Tuesday, February 25, 2014

Words, Words... Words


"Without grammar, very little can be conveyed; 
Without vocabulary, nothing can be conveyed." 
- David Wilkinson 








IN CLASS POETRY ASSIGNMENT:

1. Select a WORD from Act I or Act II.

2. And then free associate with a word map. 
Consider all the synonyms and connotations connected to your word.  

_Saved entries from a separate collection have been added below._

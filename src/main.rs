//! shopfront server binary

use tower_http::trace::TraceLayer;

use shopfront::config::ShopfrontConfig;
use shopfront::handlers;
use shopfront::observability;
use shopfront::state::AppState;

#[tokio::main]
async fn main() -> anyhow::Result<()> {
    observability::init()?;

    let config = ShopfrontConfig::load()?;
    let bind = config.service.bind.clone();
    tracing::info!(
        service = %config.service.name,
        upstream = %config.api.base_url,
        %bind,
        "starting"
    );

    let app = handlers::router(AppState::new(config)).layer(TraceLayer::new_for_http());

    let listener = tokio::net::TcpListener::bind(&bind).await?;
    axum::serve(listener, app).await?;
    Ok(())
}
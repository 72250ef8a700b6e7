//! Bounded message buffer.
//!
//! A message is a plain byte value with no identity beyond its contents.
//! It is copied into a fixed-capacity `heapless::Vec` at every hand-off
//! so no buffer is ever shared between ports.

use crate::config::MSG_MAX_LEN;
use crate::error::Error;

/// One frame, at most `MSG_MAX_LEN` bytes.
pub type Message = heapless::Vec<u8, MSG_MAX_LEN>;

/// Copy `data` into an owned message.
///
/// Fails with [`Error::PayloadTooLarge`] instead of truncating.
pub fn copy_from(data: &[u8]) -> Result<Message, Error> {
    Message::from_slice(data).map_err(|_| Error::PayloadTooLarge { len: data.len() })
}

3. Search your word in the play via shakespeare.mit.edu 

For inspiration....



Wordle.com from Act II 
















4. Now the fun part: Write a quick poem!
  1. Write 6 lines - First four lines need not rhyme - but you must end with a rhyming couplet.
  2. Create IMAGERY through two examples of figurative language: personification, metaphor, simile, euphemism, hyperbole, or litotes.
  3. Include an allusion - classical, biblical, or even contemporary pop culture
  4. Include a "Reversed word" 
  5. Write a "Reversed thought"
  6. Consider the sounds of the words: alliteration, consonance, or assonance.
  7. Consider writing in the first person; the Speaker "I" may be any character in the play. 
But first - let's revisit Act II Scene III for examples...

FRIAR LAURENCE
The grey-eyed morn smiles on the frowning night,
Chequering the eastern clouds with streaks of light,
And flecked darkness like a drunkard reels
From forth day's path and Titan's fiery wheels:
Now, ere the sun advance his burning eye,
The day to cheer and night's dank dew to dry,
I must up-fill this osier cage of ours
With baleful weeds and precious-juiced flowers.
The earth that's nature's mother is her tomb;
What is her burying grave that is her womb,
And from her womb children of divers kind
We sucking on her natural bosom find,
Many for many virtues excellent,
None but for some and yet all different.
O, mickle is the powerful grace that lies
In herbs, plants, stones, and their true qualities:
For nought so vile that on the earth doth live
But to the earth some special good doth give,
Nor aught so good but strain'd from that fair use
Revolts from true birth, stumbling on abuse:
Virtue itself turns vice, being misapplied;
And vice sometimes by action dignified.
Within the infant rind of this small flower
Poison hath residence and medicine power:
For this, being smelt, with that part cheers each part;
Being tasted, slays all senses with the heart.
Two such opposed kings encamp them still
In man as well as herbs, grace and rude will;
And where the worser is predominant,
Full soon the canker death eats up that plant.




5. In your best poetry voice, read aloud your six lines of verse.